Oh, and 6.3a makes the Tivo pretty damned fast.


----------



## ebonovic (Jul 24, 2001)

deepthinker said:


> "the other forum" shows that it works.


Are you referring to www.dbstalk.com (which is the sister site to this one).

Or the "other forum" who's name can't be typed here....


----------



## deepthinker (Oct 25, 2002)

ebonovic said:


> Are you referring to www.dbstalk.com (which is the sister site to this one).
> 
> Or the "other forum" who's name can't be typed here....


DBSTalk, just used that way to mention it, because I've seen so many other posts of people going off about mentioning DBSTalk and the HR20. I've seen your post defending the fact that it's a sister site in the AVS family. Mainly used it to be funny and keep from getting flamed by the fanatics.


----------



## ebonovic (Jul 24, 2001)

deepthinker said:


> DBSTalk, just used that way to mention it, because I've seen so many other posts of people going off about mentioning DBSTalk and the HR20. I've seen your post defending the fact that it's a sister site in the AVS family. Mainly used it to be funny and keep from getting flamed by the fanatics.


Gotcha... as some of long terms refer to another popular Database site as the "other site"... 

Just wanted to make sure I wasn't missing something..


----------



## deepthinker (Oct 25, 2002)

ebonovic said:


> Gotcha... as some of long terms refer to another popular Database site as the "other site"...
> 
> Just wanted to make sure I wasn't missing something..


Yeah, never posted there, but have used it's material.


----------



## jakesimpson (Aug 13, 2002)

So it appears that the choice regarding whether to go with the HR20 or the original Tivo HR10 has been made for us.

Today, I finally decided to get on the HD bandwagon.

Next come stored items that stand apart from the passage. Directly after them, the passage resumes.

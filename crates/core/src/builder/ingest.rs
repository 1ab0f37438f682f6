use super::BuildContext;
use crate::diagnostics::DiagnosticKind;
use crate::error::{BindscopeError, Result};
use crate::model::{ElementData, ElementId, ElementKind, ObjectData, Parent};
use crate::naming::{erase_type_reference, split_last_segment};
use bindscope_api::{ApiElement, ApiElementKind, ApiTypeInfo};

/// Unprocessed attribute under which the API merge source file is kept.
const MERGE_SOURCE_FILE: &str = "merge.SourceFile";

fn object_data(info: &ApiTypeInfo) -> ObjectData {
    ObjectData {
        is_abstract: info.is_abstract,
        is_static: info.is_static,
        is_final: info.is_final,
        visibility: info.visibility,
        ..Default::default()
    }
}

/// Whether a raw record of kind `child` may appear under an element of kind
/// `parent`.
fn accepts(parent: ElementKind, child: &ApiElementKind) -> bool {
    use ApiElementKind as A;
    match parent {
        ElementKind::Namespace => matches!(child, A::Class(_) | A::Interface(_)),
        ElementKind::Class => matches!(
            child,
            A::Field(_) | A::Constructor(_) | A::Method(_) | A::Implements(_) | A::TypeParameter(_)
        ),
        ElementKind::Interface => matches!(
            child,
            A::Field(_) | A::Method(_) | A::Implements(_) | A::TypeParameter(_)
        ),
        ElementKind::Enum => matches!(child, A::Field(_) | A::Method(_)),
        ElementKind::Method | ElementKind::Constructor => matches!(
            child,
            A::MethodParameter(_) | A::TypeParameter(_) | A::Exception(_)
        ),
        ElementKind::TypeParameter => matches!(child, A::TypeParameterGenericConstraint(_)),
        ElementKind::InterfaceInvoker
        | ElementKind::Field
        | ElementKind::Implements
        | ElementKind::TypeParameterGenericConstraint
        | ElementKind::MethodParameter
        | ElementKind::Exception => false,
    }
}

fn element_kind_and_data(raw: &ApiElementKind) -> Option<(ElementKind, ElementData)> {
    use ApiElementKind as A;
    if let Some(info) = raw.type_info() {
        let mut data = object_data(info);
        let kind = match raw {
            A::Class(class) => {
                if let Some(extends) = class.extends.as_deref().map(erase_type_reference) {
                    if !extends.is_empty() {
                        data.base_type_names.push(extends.to_string());
                    }
                }
                ElementKind::Class
            }
            A::Interface(_) => ElementKind::Interface,
            _ => {
                data.do_not_add_base_types = true;
                ElementKind::Enum
            }
        };
        return Some((kind, ElementData::Object(data)));
    }

    let mapped = match raw {
        A::Namespace(ns) => (ElementKind::Namespace, ElementData::Namespace(ns.clone())),
        A::Field(f) => (ElementKind::Field, ElementData::Field(f.clone())),
        A::Constructor(m) => (ElementKind::Constructor, ElementData::Method(m.clone())),
        A::Method(m) => (ElementKind::Method, ElementData::Method(m.clone())),
        A::Implements(i) => (ElementKind::Implements, ElementData::Implements(i.clone())),
        A::TypeParameter(t) => (ElementKind::TypeParameter, ElementData::TypeParameter(t.clone())),
        A::TypeParameterGenericConstraint(c) => (
            ElementKind::TypeParameterGenericConstraint,
            ElementData::Constraint(c.clone()),
        ),
        A::MethodParameter(p) => {
            (ElementKind::MethodParameter, ElementData::MethodParameter(p.clone()))
        }
        A::Exception(e) => (ElementKind::Exception, ElementData::Exception(e.clone())),
        A::Class(_) | A::Interface(_) | A::Enum(_) | A::Unsupported => return None,
    };
    Some(mapped)
}

impl BuildContext<'_> {
    pub(super) fn ingest(&mut self, raw: &[ApiElement]) -> Result<()> {
        for record in raw {
            match &record.kind {
                ApiElementKind::Namespace(_) => {
                    self.ingest_namespace(record)?;
                }
                ApiElementKind::Enum(_) => {
                    self.ingest_enum(record)?;
                }
                _ => self.unsupported(record, "top level"),
            }
        }
        tracing::debug!(
            "Ingested {} namespaces and {} enums",
            self.hierarchy.namespaces().len(),
            self.hierarchy.enums().len()
        );
        Ok(())
    }

    fn unsupported(&self, record: &ApiElement, place: &str) {
        self.warn(
            DiagnosticKind::UnsupportedElementKind,
            format!(
                "Unsupported element '{}' of kind '{}' at {}",
                record.name,
                record.tag(),
                place
            ),
        );
    }

    fn ingest_namespace(&mut self, record: &ApiElement) -> Result<ElementId> {
        let id = self.create_element(record, Parent::Root)?;
        self.hierarchy.push_namespace(id);
        self.ingest_children(id, record)?;
        self.index.add_native(&self.hierarchy[id])?;
        Ok(id)
    }

    /// Enums are read with their full (dotted) name. They stay at the root
    /// until they are nested after name generation.
    fn ingest_enum(&mut self, record: &ApiElement) -> Result<ElementId> {
        if record.name.starts_with('.') {
            return Err(BindscopeError::InvalidElement(format!(
                "enum name '{}' must not start with a dot",
                record.name
            )));
        }

        let id = self.create_element(record, Parent::Root)?;
        let (_, last) = split_last_segment(&record.name);
        let enm = &mut self.hierarchy[id];
        enm.name = last.to_string();
        enm.full_name = record.name.clone();

        self.hierarchy.push_enum(id);
        self.ingest_children(id, record)?;
        self.index.add_native(&self.hierarchy[id])?;
        Ok(id)
    }

    fn ingest_children(&mut self, parent: ElementId, record: &ApiElement) -> Result<()> {
        let parent_kind = self.hierarchy[parent].kind();
        for child in &record.children {
            if !accepts(parent_kind, &child.kind) {
                let place = format!("{} {}", parent_kind.label(), self.hierarchy[parent].full_name);
                self.unsupported(child, &place);
                continue;
            }

            let id = self.create_element(child, Parent::Element(parent))?;
            if self.hierarchy[id].kind() == ElementKind::Implements {
                let base = erase_type_reference(&child.name).to_string();
                if let Some(obj) = self.hierarchy[parent].object_mut() {
                    if !base.is_empty() && !obj.base_type_names.contains(&base) {
                        obj.base_type_names.push(base);
                    }
                }
            }

            self.ingest_children(id, child)?;
            if self.hierarchy[id].is_object() {
                self.index.add_native(&self.hierarchy[id])?;
            }
        }
        Ok(())
    }

    /// Mirrors a raw record as an element under `parent`, without its children.
    fn create_element(&mut self, record: &ApiElement, parent: Parent) -> Result<ElementId> {
        let Some((kind, data)) = element_kind_and_data(&record.kind) else {
            return Err(BindscopeError::InvalidElement(format!(
                "'{}' has no element kind",
                record.name
            )));
        };

        // Types may be listed with their package prefix.
        let mut name = record.name.as_str();
        if let Some(p) = parent.element() {
            let ns = &self.hierarchy[p];
            if ns.kind() == ElementKind::Namespace {
                if let Some(rest) = name
                    .strip_prefix(ns.full_name.as_str())
                    .and_then(|r| r.strip_prefix('.'))
                {
                    name = rest;
                }
            }
        }

        let full_name = self.hierarchy.compose_full_name(parent, name);
        let id = self.hierarchy.alloc(kind, name, data);
        let element = &mut self.hierarchy[id];
        element.full_name = full_name;
        element.managed_name_override = record.managed_name.clone().filter(|m| !m.is_empty());
        element.name_generic_aware = record.name_generic_aware.clone();
        element.jni_signature = record.jni_signature.clone();
        element.location = record.location.clone();
        element.deprecation = record.deprecation.clone();
        element.api_since = record.api_since.clone();
        element.api_until = record.api_until.clone();
        element.unprocessed_attributes = record.other_attributes.clone();
        if let Some(source) = &record.merge_source_file {
            element
                .unprocessed_attributes
                .insert(MERGE_SOURCE_FILE.to_string(), source.clone());
        }
        element.is_bound_api = true;
        if record.location.is_known() {
            element.add_comment(record.location.to_string());
        }

        if let Some(p) = parent.element() {
            self.hierarchy.add_member(p, id)?;
        }
        Ok(id)
    }
}
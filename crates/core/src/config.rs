use serde::Deserialize;

/// How the symbol index treats a key collision between elements of
/// different kinds.
#[derive(Debug, Clone, Copy, Default, PartialEq, Eq, Deserialize)]
#[serde(rename_all = "lowercase")]
pub enum DuplicatePolicy {
    /// Re-key the later element as `"<kind>:<name>"` and warn.
    #[default]
    Prefix,
    /// Fail with `DuplicateIndexEntry`.
    Strict,
}

#[derive(Debug, Clone, PartialEq, Eq, Deserialize)]
#[serde(default)]
pub struct BuilderConfig {
    /// Namespace holding runtime-support types that are not part of the API
    /// description. Stored under its managed name.
    pub runtime_namespace: String,
    /// Implicit base of every interface without an explicit one.
    pub base_interface: String,
    /// Implicit base of every class without an explicit one (native name).
    pub root_object_type: String,
    /// Synthesize `root_object_type` when the input does not define it.
    pub synthesize_root_object: bool,
    /// Upper-case two-letter name segments entirely (`os` -> `OS`).
    pub upper_case_two_letter_segments: bool,
    /// Keep dots when translating dotted namespace names.
    pub preserve_dots: bool,
    pub duplicate_policy: DuplicatePolicy,
}

impl Default for BuilderConfig {
    fn default() -> Self {
        Self {
            runtime_namespace: "Android.Runtime".to_string(),
            base_interface: "Android.Runtime.IJavaObject".to_string(),
            root_object_type: "java.lang.Object".to_string(),
            synthesize_root_object: true,
            upper_case_two_letter_segments: true,
            preserve_dots: true,
            duplicate_policy: DuplicatePolicy::Prefix,
        }
    }
}

impl BuilderConfig {
    pub fn from_json(json: &str) -> crate::error::Result<Self> {
        Ok(serde_json::from_str(json)?)
    }

    pub fn strict(mut self) -> Self {
        self.duplicate_policy = DuplicatePolicy::Strict;
        self
    }
}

I went out in with large sums of cash in hand to Best Buy to buy an HR10, which I saw in there a couple of weeks ago.

However, on getting there I am informed that they are out of stock, across the board at Best Buy, and they aren't even advertising it on their website any more, because they can't get any idea from Tivo when they might get some more.

They wouldn't even take my money ready for when one does become available.

I note that Circuit City doesn't have them any more, Amazon notes they are "unavailable" and even the Tivo site no longer has them.

At this point, I am led to believe that the only place to get one is on Ebay, and I'm extremely hesitant about spending $300+ on an online auction site for electronics like this.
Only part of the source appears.